Authentication errors

# Get Redis password
kubectl get secret -n redis redis -o jsonpath='{.data.redis-password}' | base64 -d

# Test with password
kubectl exec -n redis redis-master-0 -- \
  redis-cli -a "<password>" ping

High memory usage

# Check memory stats
kubectl exec -n redis redis-master-0 -- \
  redis-cli info memory

# Check key distribution
kubectl exec -n redis redis-master-0 -- \
  redis-cli --bigkeys

# Flush keys if needed (CAREFUL - deletes all data!)
# kubectl exec -n redis redis-master-0 -- redis-cli FLUSHALL

Replication lag (HA mode)

# Check replica status
kubectl exec -n redis redis-replicas-0 -- \
  redis-cli info replication | grep master_link_status

# Should show: master_link_status:up

# Check lag
kubectl exec -n redis redis-replicas-0 -- \
  redis-cli info replication | grep master_repl_offset

Performance Tuning

Optimize for Session Storage

Mailu primarily uses Redis for short-lived session data:

master:
  configuration: |-
    # Optimize for session storage
    maxmemory 256mb
    maxmemory-policy allkeys-lru  # Evict least recently used keys
    save ""  # Disable snapshotting if persistence disabled

Connection Pooling

Redis handles connections efficiently.
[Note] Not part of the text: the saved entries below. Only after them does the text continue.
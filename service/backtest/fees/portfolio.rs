use std::collections::BTreeMap;

use parse_display::Display;
use serde::Serialize;
use trading_model::core::Date;
use trading_model::Sid;

/// Held position as the fee engine sees it. `amount` is negative for shorts.
#[derive(Debug, Clone, Copy, PartialEq, Serialize)]
pub struct PositionSnapshot {
    pub sid: Sid,
    pub amount: f64,
    pub cost_basis: f64,
    pub last_sale_price: f64,
}

impl PositionSnapshot {
    pub fn market_value(&self) -> f64 {
        self.amount * self.last_sale_price
    }
    pub fn is_short(&self) -> bool {
        self.amount < 0.0
    }
}

#[derive(Debug, Clone, Copy, PartialEq, Eq, Hash, Display, Serialize)]
#[display(style = "snake_case")]
pub enum FeeKind {
    Margin,
    Management,
    Performance,
    Borrow,
}

/// Money taken out of the portfolio on `date`.
#[derive(Debug, Clone, PartialEq, Serialize)]
pub struct FeeCharge {
    pub date: Date,
    pub kind: FeeKind,
    pub amount: f64,
}

/// Read side of a portfolio plus the call fees are posted through.
pub trait PortfolioView {
    fn cash(&self) -> f64;
    /// Portfolio value when the current session opened.
    fn start_of_day_value(&self) -> f64;
    fn portfolio_value(&self) -> f64;
    fn positions(&self) -> Vec<PositionSnapshot>;
    fn record_fee(&mut self, charge: FeeCharge);
}

/// One session of the portfolio ledger.
#[derive(Debug, Clone, Default, PartialEq, Serialize)]
pub struct DailyLedger {
    pub trading_pnl: f64,
    pub fees: f64,
}

impl DailyLedger {
    /// trading pnl net of fees
    pub fn pnl(&self) -> f64 {
        self.trading_pnl - self.fees
    }
}

/// Cash plus marked positions, driven by hand in tests and replays.
#[derive(Debug, Clone, Default)]
pub struct InMemoryPortfolio {
    cash: f64,
    positions: BTreeMap<Sid, PositionSnapshot>,
    start_of_day_value: f64,
    session: Option<Date>,
    ledger: BTreeMap<Date, DailyLedger>,
    fees: Vec<FeeCharge>,
}

impl InMemoryPortfolio {
    pub fn new(cash: f64) -> Self {
        Self {
            cash,
            start_of_day_value: cash,
            ..Default::default()
        }
    }
    /// Opens `session`, the current value becomes its start of day value.
    pub fn start_session(&mut self, session: Date) {
        self.start_of_day_value = self.portfolio_value();
        self.session = Some(session);
        self.ledger.entry(session).or_default();
    }
    pub fn set_position(&mut self, position: PositionSnapshot) {
        if position.amount == 0.0 {
            self.positions.remove(&position.sid);
        } else {
            self.positions.insert(position.sid, position);
        }
    }
    /// Settled gain or loss of the current session's trading.
    pub fn record_trading_pnl(&mut self, amount: f64) {
        self.cash += amount;
        if let Some(day) = self.session.and_then(|s| self.ledger.get_mut(&s)) {
            day.trading_pnl += amount;
        }
    }
    pub fn fees(&self) -> &[FeeCharge] {
        &self.fees
    }
    pub fn total_fees(&self) -> f64 {
        self.fees.iter().map(|f| f.amount).sum()
    }
    pub fn daily_ledger(&self, session: Date) -> Option<&DailyLedger> {
        self.ledger.get(&session)
    }
}

impl PortfolioView for InMemoryPortfolio {
    fn cash(&self) -> f64 {
        self.cash
    }
    fn start_of_day_value(&self) -> f64 {
        self.start_of_day_value
    }
    fn portfolio_value(&self) -> f64 {
        self.cash + self.positions.values().map(|p| p.market_value()).sum::<f64>()
    }
    fn positions(&self) -> Vec<PositionSnapshot> {
        self.positions.values().copied().collect()
    }
    fn record_fee(&mut self, charge: FeeCharge) {
        self.cash -= charge.amount;
        self.ledger.entry(charge.date).or_default().fees += charge.amount;
        self.fees.push(charge);
    }
}

#[cfg(test)]
mod tests {
    use super::*;
    use float_eq::assert_float_eq;

    #[test]
    fn test_fees_kept_apart_from_trading_pnl() -> eyre::Result<()> {
        let day = Date::from_ymd(2020, 1, 8)?;
        let mut portfolio = InMemoryPortfolio::new(1000.0);
        portfolio.set_position(PositionSnapshot {
            sid: 1,
            amount: -10.0,
            cost_basis: 20.0,
            last_sale_price: 25.0,
        });
        portfolio.start_session(day);
        assert_float_eq!(portfolio.start_of_day_value(), 750.0, abs <= 1e-9);
        portfolio.record_trading_pnl(50.0);
        portfolio.record_fee(FeeCharge {
            date: day,
            kind: FeeKind::Borrow,
            amount: 5.0,
        });
        let ledger = portfolio.daily_ledger(day).cloned().unwrap_or_default();
        assert_float_eq!(ledger.trading_pnl, 50.0, abs <= 1e-9);
        assert_float_eq!(ledger.fees, 5.0, abs <= 1e-9);
        assert_float_eq!(ledger.pnl(), 45.0, abs <= 1e-9);
        assert_float_eq!(portfolio.portfolio_value(), 795.0, abs <= 1e-9);
        assert_eq!(FeeKind::Borrow.to_string(), "borrow");
        Ok(())
    }
}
Typical settings:

master:
  configuration: |-
    maxclients 1000
    timeout 300

Redis vs Alternatives

Why Redis for Mailu?

  • ✅ Fast in-memory storage

  • ✅ Built-in expiration (TTL) for sessions

  • ✅ Simple key-value model

  • ✅ Low resource overhead

  • ✅ Widely supported

Could You Use Memcached?

No, Mailu requires Redis specifically. Mailu uses Redis-specific features like:

  • Key expiration (TTL)

  • Hash data structures

  • Pub/sub (for certain operations)


Cleanup and Removal

Uninstall Redis

# Uninstall Helm release
helm uninstall redis --namespace redis

# Delete PVCs (data will be lost!)
kubectl delete pvc -n redis -l app.kubernetes.io/name=redis

# Delete namespace
kubectl delete namespace redis

Warning: This deletes all session data. Users will need to re-login to Mailu.